The 2nd reason is that our current stress levels and our diet rich in carbohydrates, proteins and sugars considerably acidify our bodies. To counteract this acidity, if the buffering systems are not sufficient, the body will draw alkaline minerals from the bones and teeth: calcium, phosphorus, magnesium... If this is not enough, the body will store the acidity in the tissues, contributing to the creation of chronic inflammation (a small inflammation called "low-grade", almost invisible (except to naturopaths! 😉 ) Consumption of dairy products can accentuate this inflammation. Regulating the acid-base balance is essential for good health.

Getting back to calcium. I consume dairy products to get calcium, I acidify, my body draws on my alkaline minerals to buffer (calcium, phosphorus ...). So what's the point of consuming them?

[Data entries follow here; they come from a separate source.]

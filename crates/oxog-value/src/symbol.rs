use std::fmt;
use std::sync::Arc;
use std::sync::atomic::{AtomicU64, Ordering};

static NEXT_SYMBOL_ID: AtomicU64 = AtomicU64::new(1);

/// Unique-identity primitive. Two symbols are equal only if they are the same symbol,
/// regardless of description.
#[derive(Clone)]
pub struct Symbol {
    id: u64,
    description: Option<Arc<str>>,
}

impl Symbol {
    pub fn new(description: Option<&str>) -> Self {
        Self {
            id: NEXT_SYMBOL_ID.fetch_add(1, Ordering::Relaxed),
            description: description.map(Arc::from),
        }
    }

    pub fn named(description: &str) -> Self {
        Self::new(Some(description))
    }

    pub fn anonymous() -> Self {
        Self::new(None)
    }

    pub fn description(&self) -> Option<&str> {
        self.description.as_deref()
    }

    pub fn id(&self) -> u64 {
        self.id
    }
}

impl PartialEq for Symbol {
    fn eq(&self, other: &Self) -> bool {
        self.id == other.id
    }
}

impl Eq for Symbol {}

impl std::hash::Hash for Symbol {
    fn hash<H: std::hash::Hasher>(&self, state: &mut H) {
        self.id.hash(state);
    }
}

impl fmt::Display for Symbol {
    fn fmt(&self, f: &mut fmt::Formatter<'_>) -> fmt::Result {
        write!(f, "Symbol({})", self.description.as_deref().unwrap_or(""))
    }
}

impl fmt::Debug for Symbol {
    fn fmt(&self, f: &mut fmt::Formatter<'_>) -> fmt::Result {
        write!(f, "{self}#{}", self.id)
    }
}

#[cfg(test)]
mod tests {
    use super::*;

    #[test]
    fn same_description_is_not_same_symbol() {
        let a = Symbol::named("test");
        let b = Symbol::named("test");
        assert_ne!(a, b);
        assert_eq!(a.clone(), a);
    }

    #[test]
    fn renders_description() {
        assert_eq!(Symbol::named("test").to_string(), "Symbol(test)");
        assert_eq!(Symbol::anonymous().to_string(), "Symbol()");
    }
}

It's worth remembering that, overall, an omnivorous diet is not lacking in calcium.

What are the calcium assimilation aids?

On this point we must be careful:

  • Vitamin D levels, which are generally very low for most people, especially those living above the Loire. It is therefore essential to start taking vitamin D3 supplements in September. Recommended doses in France today are 400 IU for adults and 800 IU after the age of 60. As research progresses, we realize that the need for vitamin D is very, very high, because it helps assimilate calcium, is anti-cancer and regulates the immune system... The doses given today in Nutritherapy are much higher, without toxicity. Taking one ampoule for the winter is not enough, as the liver will not store this dose, which is far too high. It's essential to take it daily. Especially if you have dark skin, were born and raised in the sun, are over 60 or have an auto-immune disease, your needs are greater.
  • An adequate intake of magnesium, as it facilitates calcium utilization. As explained above, magnesium is over-used to buffer acidity caused by diet and stress. An adult's overall requirement is 400mg (much more under stress), yet today's diet provides no more than 250mg (due to soil impoverishment). The use of supplements for at least 3 weeks a month is necessary, as magnesium cures are no longer sufficient. On the other hand, you need to choose magnesium salts that are not acidifying and that can be easily assimilated, such as magnesium bisglycinate and glycerophosphates. Personally, I avoid marine magnesium as it has a tendency to acidify.
  • Hypochlorydria. Lack of acid production in the stomach causes much the same symptoms as hyperchlorydria. Research shows that 80% of the population suffers from this condition. It leads to deficiencies due to poor assimilation of calcium, as well as B vitamins (particularly B12), iron, zinc, magnesium and copper. Certain pathologies, such as hypothyroidism, can favour hypochlorydria.
  • Phytic acid , which is contained in the seed coat of semi-complete or complete cereals and legumes, serves to retain minerals. This acid traps these minerals and prevents their assimilation in our digestive tract. Don't eat them? Absolutely not! They're an excellent source of nutrients. On the other hand, when it comes to bread, you should buy sourdough bread, as it helps lower the pH and destroys phytic acid. Soaking legumes overnight also neutralizes phytic acid (don't keep the water). Beware of industrial whole-grain products, which may offer little or no benefit in terms of nutrients. As a food that acidifies cereals and sugar, it will also draw on your minerals to buffer them. In this case, it's best to combine it with a banana, for example, which is highly alkalinizing.
  • Vitamins A and C and essential fatty acids, on the other hand, promote the absorption and bioavailability of calcium.